Taking pictures of your watches....

So I've been slowly progressing in my picture taking I think.  As with everything, I can never do anything half way and I've been wanting to see if I can take decent pictures and I've a bit of artist flair in my blood.

About a month ago I was researching taking pictures for ads... you know ebay type stuff and I was wondering how some people can take such nice pictures.    I saw you pretty much need a light tent to get the right lighting.  I looked up the prices and was aghast at how much they wanted for some cloth covered wire frames!

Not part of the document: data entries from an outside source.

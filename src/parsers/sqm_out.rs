//! # sqm 输出解析器
//!
//! 解析 sqm 输出文件 `mol.out`，提取生成热、偶极矩、Mulliken 电荷与分子轨道能级。
//!
//! ## 识别的段落
//! ```text
//! QM DIPOLE    0.123    -0.456    0.789  ...
//!
//! Atomic Charges for Step 1
//! Atom Element Mulliken Charge
//!    1    C       -0.143
//!    ...
//! Total Mulliken Charge = 0.000
//!
//! Final MO eigenvalues (eV):
//!  -32.1  -19.8  -19.8  -19.8   4.2
//!    4.5    4.5
//! <空行>
//!
//! Heat of formation   =   -12.5   kcal/mol   (   -0.52 eV)
//! ```
//! 其余行一律忽略。输出格式随 sqm 版本变化，因此对无关行的容忍是必需的。
//!
//! 段落用状态机表示；多行段落未结束时输入耗尽视为错误，
//! 段落之间输入结束则正常返回已收集的结果。任何错误都使整次解析失败，不返回部分结果。
//!
//! ## 依赖关系
//! - 被 `commands/parse.rs`, `commands/run.rs`, `commands/collect.rs` 使用
//! - 使用 `models/calculation.rs`, `models/units.rs`

use crate::error::{Result, Section, SqmError};
use crate::models::{Quantity, ResultKey, SqmResult, Unit};
use crate::utils::output;

use std::fs::File;
use std::io::{BufRead, BufReader};
use std::path::Path;

/// 输出文件名
pub const OUTPUT_FILE: &str = "mol.out";

const DIPOLE_PREFIX: [&str; 2] = ["QM", "DIPOLE"];
const CHARGES_SENTINEL: [&str; 5] = ["Atomic", "Charges", "for", "Step", "1"];
const CHARGES_HEADER: [&str; 4] = ["Atom", "Element", "Mulliken", "Charge"];
const CHARGES_TERMINATOR: [&str; 4] = ["Total", "Mulliken", "Charge", "="];
const MO_SENTINEL: [&str; 4] = ["Final", "MO", "eigenvalues", "(eV):"];
const HEAT_PREFIX: [&str; 3] = ["Heat", "of", "formation"];

/// 解析状态
enum State {
    /// 段落之间，逐行检查四个触发条件
    AwaitingSentinel,
    /// 已见到电荷段标记，下一行必须是表头
    MullikenHeader,
    /// 电荷表记录行
    MullikenRecords(Vec<f64>),
    /// 轨道能级行，空行结束
    MoEigenvalues(Vec<f64>),
}

impl State {
    fn section(&self) -> Option<Section> {
        match self {
            State::AwaitingSentinel => None,
            State::MullikenHeader | State::MullikenRecords(_) => Some(Section::MullikenCharges),
            State::MoEigenvalues(_) => Some(Section::MoEigenvalues),
        }
    }
}

/// 解析 sqm 输出文件
pub fn parse_sqm_output_file(path: &Path) -> Result<SqmResult> {
    let file = File::open(path).map_err(|e| SqmError::FileReadError {
        path: path.display().to_string(),
        source: e,
    })?;

    let lines = BufReader::new(file)
        .lines()
        .collect::<std::io::Result<Vec<String>>>()
        .map_err(|e| SqmError::FileReadError {
            path: path.display().to_string(),
            source: e,
        })?;

    parse_sqm_output(&lines)
}

/// 从行序列解析 sqm 输出
pub fn parse_sqm_output<I, S>(lines: I) -> Result<SqmResult>
where
    I: IntoIterator<Item = S>,
    S: AsRef<str>,
{
    let mut result = SqmResult::new();
    let mut state = State::AwaitingSentinel;

    for (idx, line) in lines.into_iter().enumerate() {
        let line_no = idx + 1;
        let fields: Vec<&str> = line.as_ref().split_whitespace().collect();

        state = match state {
            State::AwaitingSentinel => scan_triggers(&fields, line_no, &mut result)?,

            State::MullikenHeader => {
                if fields != CHARGES_HEADER {
                    return Err(SqmError::MalformedSection {
                        section: Section::MullikenCharges,
                        line: line_no,
                        reason: format!(
                            "expected header '{}', found '{}'",
                            CHARGES_HEADER.join(" "),
                            line.as_ref().trim()
                        ),
                    });
                }
                State::MullikenRecords(Vec::new())
            }

            State::MullikenRecords(mut charges) => {
                if fields.starts_with(&CHARGES_TERMINATOR) {
                    store(
                        &mut result,
                        ResultKey::Charges,
                        Quantity::vector(charges, Unit::ElementaryCharge),
                    );
                    State::AwaitingSentinel
                } else {
                    let token = fields.get(2).ok_or_else(|| SqmError::MalformedSection {
                        section: Section::MullikenCharges,
                        line: line_no,
                        reason: format!(
                            "atom record has {} field(s), expected at least 3",
                            fields.len()
                        ),
                    })?;
                    charges.push(parse_float(token, Section::MullikenCharges, line_no)?);
                    State::MullikenRecords(charges)
                }
            }

            State::MoEigenvalues(mut energies) => {
                if fields.is_empty() {
                    store(
                        &mut result,
                        ResultKey::MoEnergies,
                        Quantity::vector(energies, Unit::ElectronVolt),
                    );
                    State::AwaitingSentinel
                } else {
                    for token in &fields {
                        energies.push(parse_float(token, Section::MoEigenvalues, line_no)?);
                    }
                    State::MoEigenvalues(energies)
                }
            }
        };
    }

    match state.section() {
        None => Ok(result),
        Some(section) => Err(SqmError::UnexpectedEof { section }),
    }
}

/// 段落之间：四个触发条件分别独立检查
fn scan_triggers(fields: &[&str], line_no: usize, result: &mut SqmResult) -> Result<State> {
    let mut next = State::AwaitingSentinel;

    // 单位按 e·Å 记录，尚未核实
    if fields.starts_with(&DIPOLE_PREFIX) {
        let components = fields.get(2..5).ok_or_else(|| SqmError::MalformedSection {
            section: Section::Dipole,
            line: line_no,
            reason: "expected three dipole components".to_string(),
        })?;
        let dipole = components
            .iter()
            .map(|t| parse_float(t, Section::Dipole, line_no))
            .collect::<Result<Vec<f64>>>()?;
        store(
            result,
            ResultKey::Dipole,
            Quantity::vector(dipole, Unit::ElementaryChargeAngstrom),
        );
    }

    if fields == CHARGES_SENTINEL {
        next = State::MullikenHeader;
    }

    if fields == MO_SENTINEL {
        next = State::MoEigenvalues(Vec::new());
    }

    if fields.starts_with(&HEAT_PREFIX) {
        let token = fields.get(4).ok_or_else(|| SqmError::MalformedSection {
            section: Section::HeatOfFormation,
            line: line_no,
            reason: "missing value field".to_string(),
        })?;
        let heat = parse_float(token, Section::HeatOfFormation, line_no)?;
        store(
            result,
            ResultKey::PotentialEnergy,
            Quantity::scalar(heat, Unit::KcalPerMol),
        );
    }

    Ok(next)
}

fn store(result: &mut SqmResult, key: ResultKey, value: Quantity) {
    if !result.insert(key, value) {
        output::print_debug(&format!("Ignoring repeated '{}' result", key));
    }
}

fn parse_float(token: &str, section: Section, line: usize) -> Result<f64> {
    token.parse::<f64>().map_err(|e| SqmError::InvalidNumber {
        section,
        line,
        token: token.to_string(),
        source: e,
    })
}

#[cfg(test)]
mod tests {
    use super::*;

    const SAMPLE: &str = r#"
  --------------------------------------------------------
                   AMBER SQM VERSION 19
  --------------------------------------------------------

 QMMM: SINGLE POINT ENERGY CALCULATION

 Heat of formation       =       -12.5    kcal/mol        (      -0.52 eV)

 QM DIPOLE   0.1230  -0.4560   0.7890   ( 0.942 )

 Atomic Charges for Step 1
 Atom Element Mulliken Charge
    1      C        0.1
    2      H       -0.2
    3      H        0.1
 Total Mulliken Charge = 0.0

 Final MO eigenvalues (eV):
  -32.5   -19.8
  -19.8

 --------- Calculation Completed ----------
"#;

    fn approx_eq(a: &[f64], b: &[f64]) -> bool {
        a.len() == b.len() && a.iter().zip(b).all(|(x, y)| (x - y).abs() < 1e-9)
    }

    #[test]
    fn test_parse_full_output() {
        let result = parse_sqm_output(SAMPLE.lines()).unwrap();

        assert_eq!(result.len(), 4);
        assert_eq!(result.potential_energy(), Some(-12.5));
        assert!(approx_eq(result.dipole().unwrap(), &[0.123, -0.456, 0.789]));
        assert!(approx_eq(result.charges().unwrap(), &[0.1, -0.2, 0.1]));
        assert!(approx_eq(result.mo_energies().unwrap(), &[-32.5, -19.8, -19.8]));
    }

    #[test]
    fn test_no_sentinels_gives_empty_result() {
        let lines = ["nothing to see here", "", "  QM energy = 1.0", "Heat"];
        let result = parse_sqm_output(lines).unwrap();
        assert!(result.is_empty());
    }

    #[test]
    fn test_empty_input() {
        let lines: Vec<String> = Vec::new();
        assert!(parse_sqm_output(lines).unwrap().is_empty());
    }

    #[test]
    fn test_dipole_unit_is_pinned() {
        // 单位按原样保留 (e·Å)，此处只固定数值与单位的对应，不断言其物理正确性
        let result = parse_sqm_output(["QM DIPOLE 1.0 2.0 3.0"]).unwrap();
        let dipole = result.get(ResultKey::Dipole).unwrap();
        assert_eq!(dipole.unit, Unit::ElementaryChargeAngstrom);
        assert!(approx_eq(dipole.as_slice().unwrap(), &[1.0, 2.0, 3.0]));
    }

    #[test]
    fn test_mulliken_charges() {
        let lines = [
            "Atomic Charges for Step 1",
            "Atom Element Mulliken Charge",
            "  1  O   0.1",
            "  2  H  -0.2",
            "  3  H   0.1",
            "Total Mulliken Charge = 0.0",
        ];
        let result = parse_sqm_output(lines).unwrap();
        let charges = result.get(ResultKey::Charges).unwrap();
        assert_eq!(charges.unit, Unit::ElementaryCharge);
        assert!(approx_eq(charges.as_slice().unwrap(), &[0.1, -0.2, 0.1]));
    }

    #[test]
    fn test_mulliken_empty_table() {
        let lines = [
            "Atomic Charges for Step 1",
            "Atom Element Mulliken Charge",
            "Total Mulliken Charge = 0.0",
        ];
        let result = parse_sqm_output(lines).unwrap();
        assert_eq!(result.charges(), Some(&[][..]));
    }

    #[test]
    fn test_mulliken_wrong_header_is_structural_error() {
        let lines = [
            "Atomic Charges for Step 1",
            "Atom Element Charge",
            "  1  O   0.1",
            "Total Mulliken Charge = 0.0",
        ];
        let err = parse_sqm_output(lines).unwrap_err();
        assert!(matches!(
            err,
            SqmError::MalformedSection {
                section: Section::MullikenCharges,
                line: 2,
                ..
            }
        ));
    }

    #[test]
    fn test_mulliken_missing_header_at_eof() {
        let err = parse_sqm_output(["Atomic Charges for Step 1"]).unwrap_err();
        assert!(matches!(
            err,
            SqmError::UnexpectedEof {
                section: Section::MullikenCharges
            }
        ));
    }

    #[test]
    fn test_mulliken_missing_terminator() {
        let lines = [
            "Atomic Charges for Step 1",
            "Atom Element Mulliken Charge",
            "  1  O   0.1",
        ];
        let err = parse_sqm_output(lines).unwrap_err();
        assert!(matches!(
            err,
            SqmError::UnexpectedEof {
                section: Section::MullikenCharges
            }
        ));
    }

    #[test]
    fn test_mulliken_short_record() {
        let lines = [
            "Atomic Charges for Step 1",
            "Atom Element Mulliken Charge",
            "",
            "Total Mulliken Charge = 0.0",
        ];
        let err = parse_sqm_output(lines).unwrap_err();
        assert!(matches!(
            err,
            SqmError::MalformedSection {
                section: Section::MullikenCharges,
                line: 3,
                ..
            }
        ));
    }

    #[test]
    fn test_mo_energies_span_lines() {
        let lines = ["Final MO eigenvalues (eV):", "1.0 2.0", "3.0", "", "4.0"];
        let result = parse_sqm_output(lines).unwrap();
        let mo = result.get(ResultKey::MoEnergies).unwrap();
        assert_eq!(mo.unit, Unit::ElectronVolt);
        assert!(approx_eq(mo.as_slice().unwrap(), &[1.0, 2.0, 3.0]));
    }

    #[test]
    fn test_mo_energies_blank_with_whitespace_terminates() {
        let lines = ["Final MO eigenvalues (eV):", "  -5.0", "   \t  "];
        let result = parse_sqm_output(lines).unwrap();
        assert!(approx_eq(result.mo_energies().unwrap(), &[-5.0]));
    }

    #[test]
    fn test_mo_energies_missing_blank_line() {
        let lines = ["Final MO eigenvalues (eV):", "1.0 2.0"];
        let err = parse_sqm_output(lines).unwrap_err();
        assert!(matches!(
            err,
            SqmError::UnexpectedEof {
                section: Section::MoEigenvalues
            }
        ));
    }

    #[test]
    fn test_heat_of_formation_field_index() {
        let line = "Heat of formation       =       -12.5    kcal/mol        (      -0.52 eV)";
        let result = parse_sqm_output([line]).unwrap();
        let e = result.get(ResultKey::PotentialEnergy).unwrap();
        assert_eq!(e.unit, Unit::KcalPerMol);
        assert_eq!(e.as_scalar(), Some(-12.5));
    }

    #[test]
    fn test_invalid_number_propagates() {
        let err = parse_sqm_output(["QM DIPOLE 1.0 abc 3.0"]).unwrap_err();
        assert!(matches!(
            err,
            SqmError::InvalidNumber {
                section: Section::Dipole,
                line: 1,
                ref token,
                ..
            } if token == "abc"
        ));
    }

    #[test]
    fn test_truncated_dipole_line() {
        let err = parse_sqm_output(["QM DIPOLE 1.0 2.0"]).unwrap_err();
        assert!(matches!(
            err,
            SqmError::MalformedSection {
                section: Section::Dipole,
                ..
            }
        ));
    }

    #[test]
    fn test_failure_is_atomic() {
        // 前面已完成的段落也不会被返回
        let lines = [
            "Heat of formation = -1.0 kcal/mol",
            "Final MO eigenvalues (eV):",
            "1.0 oops",
            "",
        ];
        assert!(parse_sqm_output(lines).is_err());
    }

    #[test]
    fn test_first_value_wins() {
        let lines = [
            "Heat of formation = -1.0 kcal/mol",
            "Heat of formation = -2.0 kcal/mol",
        ];
        let result = parse_sqm_output(lines).unwrap();
        assert_eq!(result.potential_energy(), Some(-1.0));
    }

    #[test]
    fn test_idempotent() {
        let a = parse_sqm_output(SAMPLE.lines()).unwrap();
        let b = parse_sqm_output(SAMPLE.lines()).unwrap();
        assert_eq!(a, b);
    }

    #[test]
    fn test_parse_from_file() {
        let dir = tempfile::tempdir().unwrap();
        let path = dir.path().join(OUTPUT_FILE);
        std::fs::write(&path, SAMPLE).unwrap();

        let result = parse_sqm_output_file(&path).unwrap();
        assert_eq!(result.potential_energy(), Some(-12.5));
    }

    #[test]
    fn test_missing_file() {
        let err = parse_sqm_output_file(Path::new("/nonexistent/mol.out")).unwrap_err();
        assert!(matches!(err, SqmError::FileReadError { .. }));
    }
}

So I did a bit more research and found this article link:

How to Make an Inexpensive Light Tent - DIY

So with about 20 bucks in my hand I went to town and picked up everythign I needed.  Made my own light tent and for the last few weeks I've been monkeying around with it.

I think I'm starting to get the hang of it... here's my progression...

 

1st. picture I ever posted:

Then another attempt without a light tent using natural sunlight:

Got my Light Tent Made:

Now after some practice and adding some color:

 

Updated 2012... I think only getting better with time and practice.

  
 

 

 

plainsmen
Posted December 30, 2010 - 2:30am

Club 5000Panel Member

Now while I won't remotely profess that the last set of picsof the Corrigan look in any way professional.... I think they look pretty darned good.  Decent pictures like these really showcase this and other gorgeous looking old Bulova's.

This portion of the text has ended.